Being active at altitude

Being active at altitude

With travel opening up again, maybe you are considering a trip at altitude?

 

Altitude illness is common among unacclimatised people travelling to altitudes over 2500 m but you can prepare yourself.

 

With increasing numbers of tourists travelling to high altitude environments globally, many are being exposed to potentially significant risks. There are tour operators in Australia that offer treks to Nepal, South America and Mt Kilimanjaro, where hiking to extreme altitudes (defined as >5500 m) can be achieved without any technical climbing experience, making these expeditions readily available to the general population. In addition, some international ski resorts expose travellers to altitudes of almost 4000 m (e.g. Breckenridge, Zermatt, Chamonix, Aspen Snowmass), which can be underestimated.

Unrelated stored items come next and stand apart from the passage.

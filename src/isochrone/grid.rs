//! In-memory model grid for a single metallicity.
//!
//! A grid is a table of `(log10 age, initial mass, magnitudes...)` rows. Rows that
//! share an age form one isochrone block. At construction we:
//!
//! - drop rows with a non-finite age or mass (with a warning)
//! - group rows into blocks, ages ascending and distinct
//! - sort each block by mass and drop repeated masses (first one wins)
//!
//! so every lookup afterwards can assume strictly increasing arrays.

use crate::error::GridError;

/// One tabulated model star.
#[derive(Debug, Clone, PartialEq)]
pub struct ModelRow {
    pub log_age: f64,
    pub initial_mass: f64,
    /// One magnitude per band, in the grid's band order.
    pub magnitudes: Vec<f64>,
}

/// All model stars at one stored age.
#[derive(Debug, Clone)]
pub struct IsochroneBlock {
    pub(crate) log_age: f64,
    pub(crate) masses: Vec<f64>,
    /// `magnitudes[band][i]` belongs to `masses[i]`.
    pub(crate) magnitudes: Vec<Vec<f64>>,
}

impl IsochroneBlock {
    pub fn log_age(&self) -> f64 {
        self.log_age
    }

    pub fn masses(&self) -> &[f64] {
        &self.masses
    }

    pub fn band_magnitudes(&self, band: usize) -> Option<&[f64]> {
        self.magnitudes.get(band).map(Vec::as_slice)
    }

    pub fn mass_range(&self) -> (f64, f64) {
        // Blocks are never empty.
        (self.masses[0], self.masses[self.masses.len() - 1])
    }
}

/// Model grid at one metallicity.
#[derive(Debug, Clone)]
pub struct ModelGrid {
    feh: f64,
    bands: Vec<String>,
    ages: Vec<f64>,
    blocks: Vec<IsochroneBlock>,
    mass_range: (f64, f64),
}

impl ModelGrid {
    pub fn new(feh: f64, bands: Vec<String>, rows: Vec<ModelRow>) -> Result<Self, GridError> {
        if !feh.is_finite() {
            return Err(GridError::NonFiniteMetallicity(feh));
        }

        let n_bands = bands.len();
        let mut usable = Vec::with_capacity(rows.len());
        for (row_idx, row) in rows.into_iter().enumerate() {
            if row.magnitudes.len() != n_bands {
                return Err(GridError::RowWidth {
                    row: row_idx,
                    expected: n_bands,
                    got: row.magnitudes.len(),
                });
            }
            if !(row.log_age.is_finite() && row.initial_mass.is_finite()) {
                log::warn!(
                    "[Fe/H]={feh}: skipping model row {row_idx} with non-finite age/mass ({}, {})",
                    row.log_age,
                    row.initial_mass
                );
                continue;
            }
            usable.push(row);
        }

        if usable.is_empty() {
            return Err(GridError::EmptyGrid);
        }

        usable.sort_by(|a, b| {
            a.log_age
                .total_cmp(&b.log_age)
                .then(a.initial_mass.total_cmp(&b.initial_mass))
        });

        let mut blocks: Vec<IsochroneBlock> = Vec::new();
        let mut dropped = 0usize;
        for row in usable {
            let same_age = blocks.last().is_some_and(|b| b.log_age == row.log_age);
            if !same_age {
                blocks.push(IsochroneBlock {
                    log_age: row.log_age,
                    masses: Vec::new(),
                    magnitudes: vec![Vec::new(); n_bands],
                });
            }
            let Some(block) = blocks.last_mut() else {
                continue;
            };
            if block.masses.last() == Some(&row.initial_mass) {
                dropped += 1;
                continue;
            }
            block.masses.push(row.initial_mass);
            for (band, mag) in row.magnitudes.into_iter().enumerate() {
                block.magnitudes[band].push(mag);
            }
        }
        if dropped > 0 {
            log::debug!("[Fe/H]={feh}: dropped {dropped} rows with repeated (age, mass)");
        }

        let ages = blocks.iter().map(|b| b.log_age).collect();
        let mass_range = blocks.iter().fold((f64::INFINITY, f64::NEG_INFINITY), |acc, b| {
            let (lo, hi) = b.mass_range();
            (acc.0.min(lo), acc.1.max(hi))
        });

        Ok(Self {
            feh,
            bands,
            ages,
            blocks,
            mass_range,
        })
    }

    /// Metallicity tag ([Fe/H]).
    pub fn feh(&self) -> f64 {
        self.feh
    }

    pub fn bands(&self) -> &[String] {
        &self.bands
    }

    pub fn band_count(&self) -> usize {
        self.bands.len()
    }

    /// Distinct stored log10 ages, ascending.
    pub fn ages(&self) -> &[f64] {
        &self.ages
    }

    pub fn blocks(&self) -> &[IsochroneBlock] {
        &self.blocks
    }

    pub fn age_range(&self) -> (f64, f64) {
        (self.ages[0], self.ages[self.ages.len() - 1])
    }

    /// Smallest and largest initial mass over all blocks.
    pub fn mass_range(&self) -> (f64, f64) {
        self.mass_range
    }

    /// Index of the block stored at exactly `age`.
    pub fn block_index(&self, age: f64) -> Option<usize> {
        self.ages.binary_search_by(|a| a.total_cmp(&age)).ok()
    }

    pub fn block(&self, index: usize) -> Option<&IsochroneBlock> {
        self.blocks.get(index)
    }

    /// Total number of model stars kept.
    pub fn row_count(&self) -> usize {
        self.blocks.iter().map(|b| b.masses.len()).sum()
    }
}

#[cfg(test)]
pub(crate) mod fixtures {
    use super::*;

    pub fn row(age: f64, mass: f64, mags: &[f64]) -> ModelRow {
        ModelRow {
            log_age: age,
            initial_mass: mass,
            magnitudes: mags.to_vec(),
        }
    }

    /// Two-band grid with ages 8.0 and 9.0 and masses 0.5, 1.0, 1.5.
    ///
    /// At age 8.0 the first band reads 5, 4, 3; the older block is 1 mag fainter.
    pub fn two_age_grid(feh: f64, offset: f64) -> ModelGrid {
        let rows = vec![
            row(8.0, 0.5, &[5.0 + offset, 6.0 + offset]),
            row(8.0, 1.0, &[4.0 + offset, 4.5 + offset]),
            row(8.0, 1.5, &[3.0 + offset, 3.2 + offset]),
            row(9.0, 0.5, &[6.0 + offset, 7.0 + offset]),
            row(9.0, 1.0, &[5.0 + offset, 5.5 + offset]),
            row(9.0, 1.5, &[4.0 + offset, 4.2 + offset]),
        ];
        ModelGrid::new(feh, vec!["B".to_string(), "R".to_string()], rows).unwrap()
    }
}
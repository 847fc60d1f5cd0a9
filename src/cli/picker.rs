//! Interactive observation file picker.
//!
//! Used when `cmdfit fit` runs without `--data`. Candidate tables (`*.csv`,
//! `*.txt`, `*.dat`) under the working directory are checked against the
//! magnitude columns named by `--band`; tables that carry every column are
//! listed first, the rest show what they lack.

use std::fs;
use std::io::{self, Write};
use std::path::{Path, PathBuf};

use crate::domain::BandSpec;
use crate::error::AppError;
use crate::io::data_columns;

/// Default directory recursion depth for finding data files.
const DEFAULT_SEARCH_DEPTH: usize = 4;

const DATA_EXTENSIONS: &[&str] = &["csv", "txt", "dat"];

/// A discovered table and the band columns it lacks.
#[derive(Debug, Clone, PartialEq, Eq)]
pub struct Candidate {
    pub path: PathBuf,
    /// `None` when the header could not be read.
    pub missing: Option<Vec<String>>,
}

impl Candidate {
    fn usable(&self) -> bool {
        self.missing.as_ref().is_some_and(Vec::is_empty)
    }

    fn describe(&self) -> String {
        match &self.missing {
            Some(missing) if missing.is_empty() => pretty_path(&self.path),
            Some(missing) => format!("{}  (no column {})", pretty_path(&self.path), missing.join(", ")),
            None => format!("{}  (unreadable header)", pretty_path(&self.path)),
        }
    }
}

/// Magnitude columns of `bands` that `columns` does not contain.
///
/// Uncertainty columns are optional, so only magnitude columns count.
pub fn missing_band_columns(columns: &[String], bands: &[BandSpec]) -> Vec<String> {
    bands
        .iter()
        .filter(|b| !columns.iter().any(|c| c == &b.data))
        .map(|b| b.data.clone())
        .collect()
}

/// Check each path against `bands`; usable tables first, then by path.
pub fn rank_candidates(paths: Vec<PathBuf>, bands: &[BandSpec]) -> Vec<Candidate> {
    let mut candidates: Vec<Candidate> = paths
        .into_iter()
        .map(|path| {
            let missing = data_columns(&path)
                .ok()
                .map(|columns| missing_band_columns(&columns, bands));
            Candidate { path, missing }
        })
        .collect();
    candidates.sort_by_key(|c| (!c.usable(), pretty_path(&c.path)));
    candidates
}

/// Prompt for an observation table carrying the magnitude columns of `bands`.
///
/// Accepts a number from the list or an explicit path; `q` cancels. A table
/// without the requested columns is refused with its actual column list.
pub fn prompt_for_data_path(bands: &[BandSpec]) -> Result<PathBuf, AppError> {
    let candidates = rank_candidates(discover_data_files(), bands);
    if candidates.is_empty() {
        return Err(AppError::new(
            2,
            "No observation tables found. Provide one with `cmdfit fit -d <file>`.",
        ));
    }

    let wanted: Vec<&str> = bands.iter().map(|b| b.data.as_str()).collect();
    let usable = candidates.iter().filter(|c| c.usable()).count();
    println!(
        "Found {} table(s), {usable} with columns [{}]:",
        candidates.len(),
        wanted.join(", ")
    );
    for (idx, candidate) in candidates.iter().enumerate() {
        println!("{:>3}) {}", idx + 1, candidate.describe());
    }

    loop {
        print!("Observation table (1-{}, a path, or q): ", candidates.len());
        io::stdout()
            .flush()
            .map_err(|e| AppError::new(2, format!("Failed to write prompt: {e}")))?;

        let mut input = String::new();
        let bytes = io::stdin()
            .read_line(&mut input)
            .map_err(|e| AppError::new(2, format!("Failed to read input: {e}")))?;

        if bytes == 0 {
            return Err(AppError::new(
                2,
                "No input received. Provide a data path with `cmdfit fit -d <file>`.",
            ));
        }

        let input = input.trim();
        if input.eq_ignore_ascii_case("q") {
            return Err(AppError::new(2, "Canceled."));
        }

        let path = match input.parse::<usize>() {
            Ok(choice) if (1..=candidates.len()).contains(&choice) => candidates[choice - 1].path.clone(),
            Ok(choice) => {
                println!("Invalid choice: {choice}. Enter a number between 1 and {}.", candidates.len());
                continue;
            }
            Err(_) => PathBuf::from(input),
        };

        match check_table(&path, bands) {
            Ok(path) => return Ok(path),
            Err(err) => println!("{err}"),
        }
    }
}

/// [`validate_data_path`] plus a header check against `bands`.
pub fn check_table(path: &Path, bands: &[BandSpec]) -> Result<PathBuf, AppError> {
    let path = validate_data_path(path)?;
    let columns = data_columns(&path)?;
    let missing = missing_band_columns(&columns, bands);
    if !missing.is_empty() {
        return Err(AppError::new(
            2,
            format!(
                "{} has no column {}; its columns are: {}",
                pretty_path(&path),
                missing.join(", "),
                columns.join(", ")
            ),
        ));
    }
    Ok(path)
}

/// Validate the provided path points to an existing file.
pub fn validate_data_path(path: &Path) -> Result<PathBuf, AppError> {
    if !path.exists() {
        return Err(AppError::new(2, format!("Data file not found: {}", path.display())));
    }
    if path.is_dir() {
        return Err(AppError::new(
            2,
            format!("Expected a file, got a directory: {}", path.display()),
        ));
    }
    Ok(path.to_path_buf())
}

/// Discover data files under the current directory (deterministic order).
pub fn discover_data_files() -> Vec<PathBuf> {
    find_data_files(Path::new("."), DEFAULT_SEARCH_DEPTH)
}

fn is_data_file(path: &Path) -> bool {
    path.extension()
        .and_then(|ext| ext.to_str())
        .is_some_and(|ext| DATA_EXTENSIONS.iter().any(|d| ext.eq_ignore_ascii_case(d)))
}

fn find_data_files(root: &Path, max_depth: usize) -> Vec<PathBuf> {
    let mut out = Vec::new();
    find_data_files_inner(root, 0, max_depth, &mut out);
    out.sort_by_key(|p| pretty_path(p));
    out
}

fn find_data_files_inner(root: &Path, depth: usize, max_depth: usize, out: &mut Vec<PathBuf>) {
    if depth > max_depth {
        return;
    }

    let Ok(entries) = fs::read_dir(root) else {
        return;
    };

    for entry in entries.flatten() {
        let path = entry.path();
        let Ok(file_type) = entry.file_type() else {
            continue;
        };

        if file_type.is_dir() {
            if !should_skip_dir(&path) {
                find_data_files_inner(&path, depth + 1, max_depth, out);
            }
        } else if file_type.is_file() && is_data_file(&path) {
            out.push(path);
        }
    }
}

fn should_skip_dir(path: &Path) -> bool {
    let name = path.file_name().and_then(|s| s.to_str()).unwrap_or("");
    matches!(name, ".git" | "target" | "node_modules")
}

fn pretty_path(path: &Path) -> String {
    let stripped = path.strip_prefix("./").unwrap_or(path);
    stripped.display().to_string()
}
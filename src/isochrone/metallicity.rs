//! Cross-metallicity lookups over a set of model grids.
//!
//! [`GridSet`] owns one [`ModelGrid`] per metallicity, sorted by [Fe/H]. A lookup
//! at an arbitrary [Fe/H] brackets the metallicity list, does the single-grid
//! lookup (mass, then age) in both neighbours and interpolates the two results.
//! Metallicities outside the stored list are never extrapolated.

use crate::error::GridError;
use crate::isochrone::grid::ModelGrid;
use crate::math::{combine_magnitudes, find_closest_bracket, linear_interp};

#[derive(Debug, Clone)]
pub struct GridSet {
    grids: Vec<ModelGrid>,
    feh: Vec<f64>,
    age_range: (f64, f64),
    mass_range: (f64, f64),
}

impl GridSet {
    /// Sort `grids` by metallicity.
    ///
    /// Fails on an empty input or two grids with the same [Fe/H]. Grids whose band
    /// layout differs from the first one are kept, with a warning.
    pub fn new(mut grids: Vec<ModelGrid>) -> Result<Self, GridError> {
        if grids.is_empty() {
            return Err(GridError::NoGrids);
        }
        grids.sort_by(|a, b| a.feh().total_cmp(&b.feh()));

        if let Some(w) = grids.windows(2).find(|w| w[0].feh() == w[1].feh()) {
            return Err(GridError::DuplicateMetallicity(w[0].feh()));
        }

        let reference = grids[0].bands().to_vec();
        for grid in &grids[1..] {
            if grid.band_count() != reference.len() {
                log::warn!(
                    "grid [Fe/H]={} has {} bands, grid [Fe/H]={} has {}",
                    grid.feh(),
                    grid.band_count(),
                    grids[0].feh(),
                    reference.len()
                );
            } else if grid.bands() != reference.as_slice() {
                log::warn!(
                    "grid [Fe/H]={} band names {:?} differ from {:?}",
                    grid.feh(),
                    grid.bands(),
                    reference
                );
            }
        }

        let feh = grids.iter().map(ModelGrid::feh).collect();
        let envelope = |f: fn(&ModelGrid) -> (f64, f64)| {
            grids.iter().map(f).fold((f64::INFINITY, f64::NEG_INFINITY), |acc, (lo, hi)| {
                (acc.0.min(lo), acc.1.max(hi))
            })
        };
        let age_range = envelope(ModelGrid::age_range);
        let mass_range = envelope(ModelGrid::mass_range);

        Ok(Self {
            grids,
            feh,
            age_range,
            mass_range,
        })
    }

    /// Stored metallicities, ascending.
    pub fn feh_list(&self) -> &[f64] {
        &self.feh
    }

    pub fn feh_range(&self) -> (f64, f64) {
        (self.feh[0], self.feh[self.feh.len() - 1])
    }

    /// Smallest and largest stored log age over every grid.
    pub fn age_range(&self) -> (f64, f64) {
        self.age_range
    }

    /// Smallest and largest initial mass over every grid.
    pub fn mass_range(&self) -> (f64, f64) {
        self.mass_range
    }

    pub fn grids(&self) -> &[ModelGrid] {
        &self.grids
    }

    /// Grid stored at exactly `feh`.
    pub fn grid_at(&self, feh: f64) -> Option<&ModelGrid> {
        let idx = self.feh.binary_search_by(|f| f.total_cmp(&feh)).ok()?;
        self.grids.get(idx)
    }

    /// Grid whose [Fe/H] is closest to `feh`.
    pub fn nearest_grid(&self, feh: f64) -> &ModelGrid {
        let idx = self.feh.partition_point(|&f| f < feh);
        let candidates = [idx.checked_sub(1), (idx < self.grids.len()).then_some(idx)];
        candidates
            .into_iter()
            .flatten()
            .min_by(|&a, &b| (self.feh[a] - feh).abs().total_cmp(&(self.feh[b] - feh).abs()))
            .map_or(&self.grids[0], |i| &self.grids[i])
    }

    /// Band names of the lowest-metallicity grid.
    pub fn bands(&self) -> &[String] {
        self.grids[0].bands()
    }

    pub fn band_index(&self, name: &str) -> Option<usize> {
        self.bands().iter().position(|b| b == name)
    }

    /// Magnitude of a single star at `(age, mass, feh)`.
    pub fn single_magnitude(&self, age: f64, mass: f64, feh: f64, band: usize) -> Option<f64> {
        let bracket = find_closest_bracket(feh, &self.feh).ok()?;
        let lookup = |index: usize| self.grids.get(index)?.magnitude(mass, age, band);

        if bracket.is_exact() {
            return lookup(bracket.lower_index);
        }
        let lo = lookup(bracket.lower_index)?;
        let hi = lookup(bracket.upper_index)?;
        Some(linear_interp(feh, (bracket.lower, lo), (bracket.upper, hi)))
    }

    /// Magnitude at `(age, mass, feh)`, optionally with an unresolved companion.
    ///
    /// With `secondary_mass` the companion is looked up the same way and the two
    /// fluxes are added. `None` when any required lookup is impossible.
    pub fn magnitude_at(
        &self,
        age: f64,
        mass: f64,
        feh: f64,
        band: usize,
        secondary_mass: Option<f64>,
    ) -> Option<f64> {
        let primary = self.single_magnitude(age, mass, feh, band)?;
        match secondary_mass {
            None => Some(primary),
            Some(m2) => {
                let secondary = self.single_magnitude(age, m2, feh, band)?;
                combine_magnitudes(primary, secondary)
            }
        }
    }

    /// [`GridSet::magnitude_at`] with `+inf` standing in for "impossible".
    pub fn get_magnitude_at(
        &self,
        age: f64,
        mass: f64,
        feh: f64,
        band: usize,
        secondary_mass: Option<f64>,
    ) -> f64 {
        self.magnitude_at(age, mass, feh, band, secondary_mass)
            .unwrap_or(f64::INFINITY)
    }
}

What happens to your body at altitude?

At high altitudes, lower atmospheric pressure means less oxygen is available for your body to use (so called “thin air”).
When you are exposed to high altitude, your body undergoes short term physiological changes that eventually lead to acclimatisation-

  • increased respiratory (breathing) rate.
  • extra urination (to remove additional blood bicarbonate produces from breathing more).
  • increase heart rate and blood pressure.

 

The extent of these short term changes varies between individuals, and is mainly dependent on the rate of ascent and maximum altitude reached, rather than your level of fitness or your age. Longer term adaptive changes start to take place over the space of weeks.

Altitude Illness

 

The term ‘altitude illness’ refers to a number of different diagnoses.

  • High altitude headache and acute mountain sickness (AMS).
  • High altitude cerebral oedema (HACE).
  • High altitude pulmonary oedema (HAPE).

 

 

Acute mountain Sickness (AMS)

 

AMS is common and presents as non-specific symptoms that range in severity from mild through to severe-

  • headache plus one or more of the following-
  • gastrointestinal upset (loss of appetite, nausea or vomiting)
  • sleep disturbance
  • dizziness
  • fatigue.

 

HIGh altitude cerebral oedema (HACE)

 

Brain blood flow is very sensitive to low oxygen levels, and this leads to dilation of blood vessels which in turn causes cerebral oedema or swelling of the brain (HACE). Patients in whom AMS becomes more severe and progresses to HACE display evidence of increasing neurological disturbance such as

  • loss of balance
  • confusion
  • drowsiness
  • coma (and eventually death).

 

Descent is the single most effective strategy for managing AMS and HACE. The amount of descent required varies and can be as little as 300m to 1000m. If symptoms are mild then it may be more appropriate to rest and allow symptoms to settle, but this is often dependant on the itinerary of the trek/expedition. Medications such as dexamethosone or acetazolamide might help, as will oxygen if it is available.

High altitude pulmonary oedema (HAPE)

 

Altitude illness can also affect the lungs. This results from persisting blood vessel constriction in the lungs, causing high pressures and leakage of fluid into lung tissue which is usually filled with air (pulmonary oedema).

 

HAPE is far less common than AMS or HACE, but untreated can be life-threatening and is thought to be the leading cause of death at high altitude.

Signs of HAPE include-

  • increasing breathlessness with exertion
  • breathlessness at rest
  • dry cough
  • pink frothy sputum.

 

Immediate descent is the best treatment for HAPE and should be continued until symptoms resolve. If descent has to be delayed due to weather or nightfall then oxygen can be used. This is usually supervised by medical teams looking after extreme altitude expeditions. Other equipment such as portable hyperbaric chambers can even be used in these settings.

The best strategy for the prevention of all forms of altitude illness is gradual ascent – slowly does it!

Let your body adjust. If you are high risk (such as very high altitude, fast ascent or past episode of AMS / HACE) then some medications can be used to prevent symptoms.

 

Acetazolamide (Diamox) is the most common medication used and works by forcing the kidneys to pass bicarbonate, which keeps the breathing rate higher for longer. It is most effective if started the day before ascent to altitude and continued until descent is started (people with sulfur allergy should be careful). Temporary tingling of hands, feet or lips are a common side effect, occurring in up to 45% of people.

 

Ibuprofen (Nurofen) can be used to relieve headache associated with altitude.

 

Make sure you are well prepared for your next adventure!